_EXERCISE INSTRUCTIONS_.
Filter the data below for the string "Duration" and copy each matching line.

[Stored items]
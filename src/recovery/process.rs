//! Process control capability
//!
//! Restarting the data-store service and running isolated worker commands
//! are the only places the recovery subsystem touches the host OS. Both go
//! through `ProcessController` so the orchestration logic can be exercised
//! without spawning anything.

use crate::error::{Error, Result};
use serde::{Deserialize, Serialize};
use std::collections::HashMap;
use std::io::Read;
use std::path::PathBuf;
use std::process::{Child, Command, Stdio};
use std::thread;
use std::time::{Duration, Instant};
use tracing::{debug, info, warn};

/// A command to run as a child process.
#[derive(Debug, Clone, PartialEq, Eq)]
pub struct CommandSpec {
    pub program: PathBuf,
    pub args: Vec<String>,
    pub current_dir: Option<PathBuf>,
}

impl CommandSpec {
    pub fn new<P: Into<PathBuf>>(program: P) -> Self {
        Self {
            program: program.into(),
            args: Vec::new(),
            current_dir: None,
        }
    }

    pub fn arg<S: Into<String>>(mut self, arg: S) -> Self {
        self.args.push(arg.into());
        self
    }

    pub fn args<I, S>(mut self, args: I) -> Self
    where
        I: IntoIterator<Item = S>,
        S: Into<String>,
    {
        self.args.extend(args.into_iter().map(Into::into));
        self
    }
}

#[derive(Debug, Clone, PartialEq, Eq)]
pub struct ProcessOutput {
    pub success: bool,
    pub code: Option<i32>,
    pub stdout: String,
    pub stderr: String,
}

/// A running child process.
pub trait ProcessHandle: Send {
    fn id(&self) -> Option<u32>;

    /// Wait for completion; kill the child and fail if `timeout` elapses first.
    fn wait_timeout(self: Box<Self>, timeout: Duration) -> Result<ProcessOutput>;
}

pub trait ProcessController: Send + Sync {
    /// Stop, wait, start.
    fn restart(&self, service: &str) -> Result<()>;

    fn run_detached(&self, command: &CommandSpec) -> Result<Box<dyn ProcessHandle>>;
}

/// Shell commands used to restart one service.
#[derive(Debug, Clone, PartialEq, Eq, Serialize, Deserialize)]
pub struct ServiceCommands {
    pub stop: String,
    pub start: String,
    #[serde(default = "default_stop_wait_secs")]
    pub stop_wait_secs: u64,
}

fn default_stop_wait_secs() -> u64 {
    2
}

/// Runs real OS processes.
#[derive(Debug, Clone, Default)]
pub struct SystemProcessController {
    services: HashMap<String, ServiceCommands>,
}

impl SystemProcessController {
    pub fn new(services: HashMap<String, ServiceCommands>) -> Self {
        Self { services }
    }

    fn shell(command: &str) -> Command {
        if cfg!(windows) {
            let mut cmd = Command::new("cmd");
            cmd.args(["/C", command]);
            cmd
        } else {
            let mut cmd = Command::new("sh");
            cmd.args(["-c", command]);
            cmd
        }
    }

    fn run_shell(command: &str) -> Result<()> {
        debug!(command, "Running shell command");
        let output = Self::shell(command)
            .stdin(Stdio::null())
            .output()
            .map_err(|e| Error::Process(format!("{}: {}", command, e)))?;
        if output.status.success() {
            Ok(())
        } else {
            Err(Error::Process(format!(
                "'{}' exited with {}: {}",
                command,
                output.status,
                String::from_utf8_lossy(&output.stderr).trim()
            )))
        }
    }
}

impl ProcessController for SystemProcessController {
    fn restart(&self, service: &str) -> Result<()> {
        let commands = self.services.get(service).ok_or_else(|| {
            Error::Process(format!("no restart commands configured for '{}'", service))
        })?;

        info!(service, "Restarting service");
        if let Err(e) = Self::run_shell(&commands.stop) {
            // The service may already be down; starting it is what matters.
            warn!(service, error = %e, "Stop command failed");
        }
        thread::sleep(Duration::from_secs(commands.stop_wait_secs));
        Self::run_shell(&commands.start)?;
        info!(service, "Service restarted");
        Ok(())
    }

    fn run_detached(&self, command: &CommandSpec) -> Result<Box<dyn ProcessHandle>> {
        let mut cmd = Command::new(&command.program);
        cmd.args(&command.args)
            .stdin(Stdio::null())
            .stdout(Stdio::piped())
            .stderr(Stdio::piped());
        if let Some(dir) = &command.current_dir {
            cmd.current_dir(dir);
        }
        let child = cmd
            .spawn()
            .map_err(|e| Error::Process(format!("{}: {}", command.program.display(), e)))?;
        debug!(pid = child.id(), program = %command.program.display(), "Spawned worker");
        Ok(Box::new(ChildHandle::new(child)))
    }
}

/// `std::process::Child` with its output drained on background threads so a
/// chatty child can never block on a full pipe.
struct ChildHandle {
    child: Child,
    stdout: Option<thread::JoinHandle<String>>,
    stderr: Option<thread::JoinHandle<String>>,
}

impl ChildHandle {
    fn new(mut child: Child) -> Self {
        let stdout = child.stdout.take().map(drain);
        let stderr = child.stderr.take().map(drain);
        Self {
            child,
            stdout,
            stderr,
        }
    }
}

fn drain<R: Read + Send + 'static>(mut reader: R) -> thread::JoinHandle<String> {
    thread::spawn(move || {
        let mut buf = Vec::new();
        let _ = reader.read_to_end(&mut buf);
        String::from_utf8_lossy(&buf).to_string()
    })
}

fn collect(handle: Option<thread::JoinHandle<String>>) -> String {
    handle
        .and_then(|h| h.join().ok())
        .unwrap_or_default()
}

impl ProcessHandle for ChildHandle {
    fn id(&self) -> Option<u32> {
        Some(self.child.id())
    }

    fn wait_timeout(mut self: Box<Self>, timeout: Duration) -> Result<ProcessOutput> {
        let deadline = Instant::now() + timeout;
        loop {
            if let Some(status) = self.child.try_wait()? {
                return Ok(ProcessOutput {
                    success: status.success(),
                    code: status.code(),
                    stdout: collect(self.stdout.take()),
                    stderr: collect(self.stderr.take()),
                });
            }
            if Instant::now() >= deadline {
                warn!(pid = self.child.id(), "Worker timed out, killing");
                let _ = self.child.kill();
                let _ = self.child.wait();
                return Err(Error::Process(format!(
                    "worker did not finish within {}s",
                    timeout.as_secs()
                )));
            }
            thread::sleep(Duration::from_millis(50));
        }
    }
}

#[cfg(all(test, unix))]
mod tests {
    use super::*;

    #[test]
    fn test_run_detached_captures_output() {
        let controller = SystemProcessController::default();
        let spec = CommandSpec::new("sh").args(["-c", "echo out; echo err >&2; exit 3"]);
        let output = controller
            .run_detached(&spec)
            .unwrap()
            .wait_timeout(Duration::from_secs(10))
            .unwrap();
        assert!(!output.success);
        assert_eq!(output.code, Some(3));
        assert_eq!(output.stdout.trim(), "out");
        assert_eq!(output.stderr.trim(), "err");
    }

    #[test]
    fn test_timeout_kills_worker() {
        let controller = SystemProcessController::default();
        let spec = CommandSpec::new("sleep").arg("30");
        let started = Instant::now();
        let result = controller
            .run_detached(&spec)
            .unwrap()
            .wait_timeout(Duration::from_millis(200));
        assert!(matches!(result, Err(Error::Process(_))));
        assert!(started.elapsed() < Duration::from_secs(10));
    }

    #[test]
    fn test_restart_requires_configuration() {
        let controller = SystemProcessController::default();
        assert!(matches!(controller.restart("postgresql"), Err(Error::Process(_))));
    }

    #[test]
    fn test_restart_runs_stop_then_start() {
        let dir = tempfile::tempdir().unwrap();
        let marker = dir.path().join("started");
        let mut services = HashMap::new();
        services.insert(
            "db".to_string(),
            ServiceCommands {
                stop: "exit 1".to_string(),
                start: format!("touch {}", marker.display()),
                stop_wait_secs: 0,
            },
        );
        SystemProcessController::new(services).restart("db").unwrap();
        assert!(marker.exists());
    }
}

_TASK ANSWER_.
use std::time::{Duration, Instant};
    fn wait_timeout(self: Box<Self>, timeout: Duration) -> Result<ProcessOutput>;
        thread::sleep(Duration::from_secs(commands.stop_wait_secs));
    fn wait_timeout(mut self: Box<Self>, timeout: Duration) -> Result<ProcessOutput> {
            thread::sleep(Duration::from_millis(50));
            .wait_timeout(Duration::from_secs(10))
            .wait_timeout(Duration::from_millis(200));
        assert!(started.elapsed() < Duration::from_secs(10));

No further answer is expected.